Southeast Regional Bike Safety Summit Signals Shift Within FDOT

The April 11, 2013 Southeast Regional Bike Safety Summit touted a conversation with Department of Transportation Secretary Ray LaHood. He spoke briefly, took no questions and was whisked away to catch a plane. I nearly accosted him as he sped towards a back exit, hoping to place in his hands materials calling for reform. I’d promised Miami advocates that Mr. LaHood would see these documents! But before I’d left my seat I realized I might be that guy yelling ‘Don’t tase me bro’ at oversized security escorts. The rest of the program included talks on national bike safety, a panel discussion on bicycling in Tampa, talks on the built environment, engineering & design and, law enforcement & education.
Within minutes of LaHood’s departure I realized the Summit was almost exclusively focused on bicycling & pedestrianism in Tampa then Florida, nothing addressed the Southeastern US or public transit. The remaining federal administrator eked good wishes when pressed on Federal funding or safety issues. While it is true that non-motorized safety standards will now be a must for State DOTs, there remains the possibility that State governors like Rick Scott could reject funding tied to these safety standards. The remaining talks on land use, engineering, design and law enforcement focused on local examples. Elements within the enforcement community are beginning to work with the bicycling/pedestrian communities but police agree that enforcement must be more serious and should begin by coming to the table. Only one or two officers made it to the conference room though it was full of advocates eager to hear them speak. One innovation is to encourage police toward better bike/ped enforcement in areas where there is also high crime.
During one of the last sessions, Major Tim Burton, Hillsborough County Sheriff Office, NHTSA Administrator David Strickland and Tim Bustos were asked if they would support legislation de-incentivizing hit & runs. They all agreed to do so. Getting them on record as supportive of this legislation was one more win for SFL bicycle advocacy. While everyone believes in zero tolerance for those who don’t respect bicyclists, it’s best to require appointed officials specify how they’ll achieve these lofty goals.

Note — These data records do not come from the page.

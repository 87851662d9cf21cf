//! A mutable BST whose nodes exclusively own their children. Nothing balances the tree
//! behind the caller's back: [`Tree::insert`] and [`Tree::delete`] only ever touch the path
//! to the affected node, and the shape is restored on demand with [`Tree::rebalance`].
//!
//! # Examples
//!
//! ```
//! use ordered_tree::Tree;
//!
//! // Duplicates are dropped and the rest is built balanced.
//! let mut tree = Tree::from_values([5, 3, 8, 3, 1]);
//! assert_eq!(tree.to_vec(), vec![1, 3, 5, 8]);
//! assert!(tree.is_balanced());
//!
//! // Growing one side degrades the balance...
//! tree.insert(100);
//! tree.insert(101);
//! tree.insert(102);
//! assert!(!tree.is_balanced());
//!
//! // ...until it is asked for again.
//! tree.rebalance();
//! assert!(tree.is_balanced());
//! assert_eq!(tree.to_vec(), vec![1, 3, 5, 8, 100, 101, 102]);
//! ```

use std::cmp::Ordering;
use std::fmt;

/// Returned by [`Tree::height`] and [`Tree::depth`] when the value is not in the tree. It is
/// also the height of an empty subtree.
pub const NOT_FOUND: isize = -1;

type Child<T> = Option<Box<Node<T>>>;

/// A Binary Search Tree of unique values. Every value in a node's left subtree is smaller than
/// the node's value and every value in its right subtree is larger.
#[derive(Clone)]
pub struct Tree<T> {
    root: Child<T>,
    len: usize,
}

/// A single node of a [`Tree`]. Outside of the tree a `Node` can only be looked at, never
/// changed, which keeps the ordering of the tree intact.
#[derive(Clone, Debug)]
pub struct Node<T> {
    data: T,
    left: Child<T>,
    right: Child<T>,
}

impl<T> Node<T> {
    fn new_boxed(data: T) -> Box<Self> {
        Box::new(Self {
            data,
            left: None,
            right: None,
        })
    }

    /// The value held by this node.
    pub fn data(&self) -> &T {
        &self.data
    }

    /// The root of the subtree holding smaller values, if any.
    pub fn left(&self) -> Option<&Node<T>> {
        self.left.as_deref()
    }

    /// The root of the subtree holding larger values, if any.
    pub fn right(&self) -> Option<&Node<T>> {
        self.right.as_deref()
    }

    /// Counts the edges on the longest path from this node down to a leaf.
    fn height(&self) -> isize {
        let left = self.left().map_or(NOT_FOUND, Node::height);
        let right = self.right().map_or(NOT_FOUND, Node::height);
        left.max(right) + 1
    }

    /// Height of the subtree in nodes, or `None` as soon as some node in it has children whose
    /// heights differ by more than one.
    fn balanced_height(node: Option<&Node<T>>) -> Option<usize> {
        let Some(node) = node else {
            return Some(0);
        };
        let left = Self::balanced_height(node.left())?;
        let right = Self::balanced_height(node.right())?;
        if left.abs_diff(right) > 1 {
            return None;
        }
        Some(left.max(right) + 1)
    }
}

impl<T> Default for Tree<T> {
    fn default() -> Self {
        Self::new()
    }
}

impl<T> fmt::Debug for Tree<T>
where
    T: fmt::Debug,
{
    fn fmt(&self, f: &mut fmt::Formatter<'_>) -> fmt::Result {
        f.debug_struct("Tree")
            .field("len", &self.len)
            .field("root", &self.root())
            .finish()
    }
}

impl<T> Tree<T> {
    /// Generates a new, empty `Tree`.
    pub fn new() -> Self {
        Self { root: None, len: 0 }
    }

    /// The root node, for code that wants to walk the tree's shape itself.
    pub fn root(&self) -> Option<&Node<T>> {
        self.root.as_deref()
    }

    /// The number of values in the tree.
    pub fn len(&self) -> usize {
        self.len
    }

    /// Whether the tree holds no values.
    pub fn is_empty(&self) -> bool {
        self.root.is_none()
    }

    /// Whether the heights of the two subtrees of every node differ by at most one.
    ///
    /// # Examples
    ///
    /// ```
    /// use ordered_tree::Tree;
    ///
    /// let mut tree = Tree::new();
    /// tree.insert(1);
    /// tree.insert(2);
    /// assert!(tree.is_balanced());
    ///
    /// tree.insert(3);
    /// assert!(!tree.is_balanced());
    /// ```
    pub fn is_balanced(&self) -> bool {
        Node::balanced_height(self.root()).is_some()
    }

    /// Builds a balanced subtree out of the next `count` values of `values`, which must
    /// already be sorted and unique. The middle value (the lower one for an even count)
    /// becomes the root.
    ///
    /// The left subtree is built before the root value is pulled, so values are consumed in
    /// order and nothing needs to be cloned or indexed.
    fn build_balanced(values: &mut impl Iterator<Item = T>, count: usize) -> Child<T> {
        if count == 0 {
            return None;
        }
        let mid = (count - 1) / 2;
        let left = Self::build_balanced(values, mid);
        let mut node = Node::new_boxed(values.next()?);
        node.left = left;
        node.right = Self::build_balanced(values, count - mid - 1);
        Some(node)
    }

    /// Moves every value out of the tree in ascending order.
    fn drain_sorted(&mut self) -> Vec<T> {
        let mut values = Vec::with_capacity(self.len);
        let mut stack = Vec::new();
        let mut current = self.root.take();
        self.len = 0;

        loop {
            while let Some(mut node) = current {
                current = node.left.take();
                stack.push(node);
            }
            let Some(node) = stack.pop() else {
                break;
            };
            let Node { data, right, .. } = *node;
            values.push(data);
            current = right;
        }

        values
    }

    /// Removes the smallest node under `slot`, splicing its right subtree into its place.
    fn take_leftmost(slot: &mut Child<T>) -> Option<T> {
        let mut current = slot;
        while current.as_ref()?.left.is_some() {
            current = &mut current.as_mut()?.left;
        }
        let node = current.take()?;
        let Node { data, right, .. } = *node;
        *current = right;
        Some(data)
    }
}

impl<T> Tree<T>
where
    T: Ord,
{
    /// Whether `value` is stored in the tree.
    ///
    /// # Examples
    ///
    /// ```
    /// use ordered_tree::Tree;
    ///
    /// let tree = Tree::from_values([2, 1, 3]);
    /// assert!(tree.find(&1));
    /// assert!(!tree.find(&42));
    /// ```
    pub fn find(&self, value: &T) -> bool {
        self.find_node(value).is_some()
    }

    /// The height of the subtree rooted at `value`, counted in edges, so a leaf has height
    /// `0`. Returns [`NOT_FOUND`] if `value` is not in the tree.
    ///
    /// # Examples
    ///
    /// ```
    /// use ordered_tree::{Tree, NOT_FOUND};
    ///
    /// let tree = Tree::from_values([1, 2, 3, 4]);
    /// assert_eq!(tree.height(&2), 2);
    /// assert_eq!(tree.height(&4), 0);
    /// assert_eq!(tree.height(&42), NOT_FOUND);
    /// ```
    pub fn height(&self, value: &T) -> isize {
        self.find_node(value).map_or(NOT_FOUND, Node::height)
    }

    /// The number of edges between the root and `value`, so the root has depth `0`. Returns
    /// [`NOT_FOUND`] if `value` is not in the tree.
    ///
    /// # Examples
    ///
    /// ```
    /// use ordered_tree::{Tree, NOT_FOUND};
    ///
    /// let tree = Tree::from_values([1, 2, 3, 4]);
    /// assert_eq!(tree.depth(&2), 0);
    /// assert_eq!(tree.depth(&4), 2);
    /// assert_eq!(tree.depth(&42), NOT_FOUND);
    /// ```
    pub fn depth(&self, value: &T) -> isize {
        let mut depth = 0;
        let mut current = self.root();
        while let Some(node) = current {
            current = match value.cmp(&node.data) {
                Ordering::Less => node.left(),
                Ordering::Equal => return depth,
                Ordering::Greater => node.right(),
            };
            depth += 1;
        }
        NOT_FOUND
    }

    fn find_node(&self, value: &T) -> Option<&Node<T>> {
        let mut current = self.root();
        while let Some(node) = current {
            current = match value.cmp(&node.data) {
                Ordering::Less => node.left(),
                Ordering::Equal => return Some(node),
                Ordering::Greater => node.right(),
            };
        }
        None
    }

    /// Walks the whole tree checking the ordering of every node against its ancestors and that
    /// the stored length matches the number of nodes.
    ///
    /// ## Panics
    ///
    /// When the tree is inconsistent.
    #[cfg(any(test, feature = "consistency_check"))]
    pub fn check_consistency(&self) {
        let mut num_nodes = 0;
        let mut stack: Vec<(&Node<T>, Option<&T>, Option<&T>)> = Vec::new();
        stack.extend(self.root().map(|root| (root, None, None)));

        while let Some((node, lower, upper)) = stack.pop() {
            if let Some(lower) = lower {
                assert!(*lower < node.data, "left subtree holds a larger value");
            }
            if let Some(upper) = upper {
                assert!(node.data < *upper, "right subtree holds a smaller value");
            }
            stack.extend(node.left().map(|left| (left, lower, Some(&node.data))));
            stack.extend(node.right().map(|right| (right, Some(&node.data), upper)));
            num_nodes += 1;
        }

        assert_eq!(num_nodes, self.len);
    }
}

impl<T> Tree<T>
where
    T: Ord + fmt::Debug,
{
    /// Builds a balanced tree holding each distinct value of `values` once.
    ///
    /// # Examples
    ///
    /// ```
    /// use ordered_tree::Tree;
    ///
    /// let tree = Tree::from_values([5, 3, 8, 3, 1]);
    ///
    /// // 1, 3, 5, 8 splits at 3.
    /// assert_eq!(tree.root().map(|root| *root.data()), Some(3));
    /// assert_eq!(tree.len(), 4);
    /// ```
    pub fn from_values(values: impl IntoIterator<Item = T>) -> Self {
        let mut values: Vec<T> = values.into_iter().collect();
        values.sort_unstable();
        values.dedup();
        log::debug!("Tree::from_values building {} nodes", values.len());

        let len = values.len();
        let root = Self::build_balanced(&mut values.into_iter(), len);
        Self { root, len }
    }

    /// Inserts `value` as a new leaf. Returns `false`, leaving the tree unchanged, if `value`
    /// is already present. The tree is not rebalanced afterwards.
    ///
    /// # Examples
    ///
    /// ```
    /// use ordered_tree::Tree;
    ///
    /// let mut tree = Tree::new();
    /// assert!(tree.insert(1));
    /// assert!(!tree.insert(1));
    /// assert_eq!(tree.len(), 1);
    /// ```
    pub fn insert(&mut self, value: T) -> bool {
        let mut slot = &mut self.root;
        while let Some(node) = slot {
            slot = match value.cmp(&node.data) {
                Ordering::Less => &mut node.left,
                Ordering::Equal => {
                    log::trace!("Tree::insert({:?}) already present", value);
                    return false;
                }
                Ordering::Greater => &mut node.right,
            };
        }

        log::trace!("Tree::insert({:?})", value);
        *slot = Some(Node::new_boxed(value));
        self.len += 1;
        true
    }

    /// Removes `value` from the tree. Returns `false`, leaving the tree unchanged, if `value`
    /// isn't present.
    ///
    /// # Examples
    ///
    /// ```
    /// use ordered_tree::Tree;
    ///
    /// let mut tree = Tree::from_values([1, 2, 3]);
    /// assert!(tree.delete(&2));
    /// assert!(!tree.delete(&2));
    /// assert_eq!(tree.to_vec(), vec![1, 3]);
    /// ```
    pub fn delete(&mut self, value: &T) -> bool {
        let deleted = Self::delete_from(&mut self.root, value);
        if deleted {
            log::trace!("Tree::delete({:?})", value);
            self.len -= 1;
        } else {
            log::trace!("Tree::delete({:?}) not found", value);
        }
        deleted
    }

    fn delete_from(slot: &mut Child<T>, value: &T) -> bool {
        let Some(node) = slot else {
            return false;
        };
        match value.cmp(&node.data) {
            Ordering::Less => Self::delete_from(&mut node.left, value),
            Ordering::Greater => Self::delete_from(&mut node.right, value),
            Ordering::Equal => {
                if node.left.is_some() && node.right.is_some() {
                    // The in-order successor has no left child, so lifting its value here
                    // removes exactly one node further down.
                    if let Some(successor) = Self::take_leftmost(&mut node.right) {
                        node.data = successor;
                    }
                } else {
                    let child = node.left.take().or_else(|| node.right.take());
                    *slot = child;
                }
                true
            }
        }
    }

    /// Rebuilds the tree into a balanced shape holding the same values.
    ///
    /// # Examples
    ///
    /// ```
    /// use ordered_tree::Tree;
    ///
    /// let mut tree = Tree::new();
    /// for value in 0..10 {
    ///     tree.insert(value);
    /// }
    /// assert!(!tree.is_balanced());
    ///
    /// tree.rebalance();
    /// assert!(tree.is_balanced());
    /// assert_eq!(tree.to_vec(), (0..10).collect::<Vec<_>>());
    /// ```
    pub fn rebalance(&mut self) {
        let values = self.drain_sorted();
        let len = values.len();
        log::debug!("Tree::rebalance rebuilding {} nodes", len);

        self.root = Self::build_balanced(&mut values.into_iter(), len);
        self.len = len;
    }
}

impl<T> FromIterator<T> for Tree<T>
where
    T: Ord + fmt::Debug,
{
    fn from_iter<I: IntoIterator<Item = T>>(iter: I) -> Self {
        Self::from_values(iter)
    }
}
//! Drawing the shape of a tree as text, sideways: the right subtree above a node and the left
//! subtree below it.
//!
//! ```
//! use ordered_tree::{pretty, Tree};
//!
//! let tree = Tree::from_values([1, 2, 3]);
//! assert_eq!(
//!     pretty::render(tree.root()),
//!     vec!["│   ┌── 3", "└── 2", "    └── 1"],
//! );
//! ```

use std::fmt;

use crate::tree::{Node, Tree};

/// Renders the subtree under `root` into display lines, top to bottom. An empty tree renders
/// to no lines at all.
pub fn render<T>(root: Option<&Node<T>>) -> Vec<String>
where
    T: fmt::Display,
{
    let mut lines = Vec::new();
    if let Some(root) = root {
        render_node(root, "", true, &mut lines);
    }
    lines
}

/// `is_left` says whether `node` hangs below its parent's line, which decides the elbow drawn
/// before it and which side of it keeps the parent's vertical bar.
fn render_node<T>(node: &Node<T>, prefix: &str, is_left: bool, lines: &mut Vec<String>)
where
    T: fmt::Display,
{
    if let Some(right) = node.right() {
        let bar = if is_left { "│   " } else { "    " };
        render_node(right, &format!("{prefix}{bar}"), false, lines);
    }

    let elbow = if is_left { "└── " } else { "┌── " };
    lines.push(format!("{prefix}{elbow}{}", node.data()));

    if let Some(left) = node.left() {
        let bar = if is_left { "    " } else { "│   " };
        render_node(left, &format!("{prefix}{bar}"), true, lines);
    }
}

impl<T> fmt::Display for Tree<T>
where
    T: fmt::Display,
{
    /// Writes [`render`]'s lines, one per line.
    fn fmt(&self, f: &mut fmt::Formatter<'_>) -> fmt::Result {
        for line in render(self.root()) {
            writeln!(f, "{line}")?;
        }
        Ok(())
    }
}
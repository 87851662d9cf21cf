//! Builds a tree from random values, unbalances it and rebalances it again, printing the tree
//! at every step.
//!
//! ```text
//! RUST_LOG=debug cargo run --example driver -- [count] [max]
//! ```

use std::env;
use std::error::Error;

use ordered_tree::{Order, Tree};
use rand::Rng;

const DEFAULT_COUNT: usize = 10;
const DEFAULT_MAX: u32 = 100;

fn collect_values(tree: &Tree<u32>, order: Order) -> Result<Vec<u32>, ordered_tree::Error> {
    let mut values = Vec::new();
    tree.traverse(order, Some(&mut |value: &u32| values.push(*value)))?;
    Ok(values)
}

fn print_traversals(label: &str, tree: &Tree<u32>) -> Result<(), ordered_tree::Error> {
    for order in Order::ALL {
        println!("{label} ({order}): {:?}", collect_values(tree, order)?);
    }
    Ok(())
}

fn main() -> Result<(), Box<dyn Error>> {
    env_logger::init();

    let mut args = env::args().skip(1);
    let count = args.next().map_or(Ok(DEFAULT_COUNT), |arg| arg.parse())?;
    let max = args.next().map_or(Ok(DEFAULT_MAX), |arg| arg.parse())?;

    let mut rng = rand::thread_rng();
    let values: Vec<u32> = (0..count).map(|_| rng.gen_range(0..max.max(1))).collect();
    log::info!("Generated {} values below {}", values.len(), max);

    let mut tree = Tree::from_values(values);

    println!("=== INITIAL TREE ===");
    print!("{tree}");
    print_traversals("Tree", &tree)?;
    println!("Is the tree balanced? {}", tree.is_balanced());

    println!("\n=== AFTER INSERTING VALUES ===");
    println!("Inserting additional values to unbalance the tree...");
    for value in 101..=105 {
        tree.insert(value);
    }
    print!("{tree}");
    println!(
        "Is the tree balanced after insertions? {}",
        tree.is_balanced()
    );

    println!("\n=== AFTER REBALANCING ===");
    println!("Rebalancing the tree...");
    tree.rebalance();
    print!("{tree}");
    println!(
        "Is the tree balanced after rebalancing? {}",
        tree.is_balanced()
    );
    print_traversals("Rebalanced tree", &tree)?;

    Ok(())
}
//! This crate exposes an ordered set of values kept in a Binary Search Tree (BST) that is
//! balanced when it is built and rebalanced only when asked to.
//!
//! ## Binary Search Tree
//!
//! A Binary Search Tree is a data structure supporting operations to
//! insert, find, and delete stored values. BSTs are typically defined
//! recursively using the notion of a `Node`. A `Node` stores a value and
//! will sometimes have child `Node`s. The most important invariants of a BST are:
//!
//! 1. For every `Node` in a BST, all the `Node`s in its left subtree have a
//!    value less than its own value.
//! 2. For every `Node` in a BST, all the `Node`s in its right subtree have a
//!    value greater than its own value.
//!
//! > Note that some `Node`s have no children. These `Node`s are called "leaf nodes".
//!
//! Searching for values in the tree takes `O(height)` (where `height` is defined as the
//! longest path from the root `Node` to a leaf `Node`). Building the tree from a sorted
//! sequence by repeatedly splitting it at the middle limits the height to `O(lg N)`. Plain
//! insertion does not keep that bound, so [`Tree::is_balanced`] reports whether the shape has
//! degraded and [`Tree::rebalance`] rebuilds it. BSTs also naturally support sorted iteration
//! by visiting the left subtree, then the subtree root, then the right subtree.
//!
//! # Examples
//!
//! ```
//! use ordered_tree::{Order, Tree};
//!
//! let mut tree = Tree::from_values([40, 10, 30, 20, 10]);
//! assert_eq!(tree.len(), 4);
//! assert!(tree.find(&30));
//!
//! tree.delete(&30);
//! assert!(!tree.find(&30));
//!
//! let levels: Vec<_> = tree.iter_order(Order::Level).collect();
//! assert_eq!(levels, vec![&20, &10, &40]);
//! ```

#![deny(missing_docs, clippy::clone_on_ref_ptr)]

mod error;
pub mod pretty;
mod traverse;
mod tree;

pub use error::Error;
pub use traverse::{Iter, Order};
pub use tree::{Node, Tree, NOT_FOUND};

Billy Hattaway of Florida District 1 Transportation Secretary, and David Strickland of the National Highway Safety Administration believe we are looking to do nothing less than change the driving culture of Florida. This will need law enforcement to drive public campaigns home. Remember “Click it or Ticket”? That campaign was extremely successful in convincing our freedom loving public that seat restraints must be used when traveling our American highways. On a more personal note, Billy Hattaway is on my short list of possible heroes: he was just comfortable enough to let slip the fact that he believes traffic is good for culture change. As he explained ‘How to talk to engineers’ he included the fact that reducing congestion on trips through cities should not be a priority. Things happen in cities because of interactions. If Mr. Hattaway were District 6 Secretary, we would have lower speed limits and more crosswalks on important roadways like Biscayne Blvd, South Dixie Highway and others.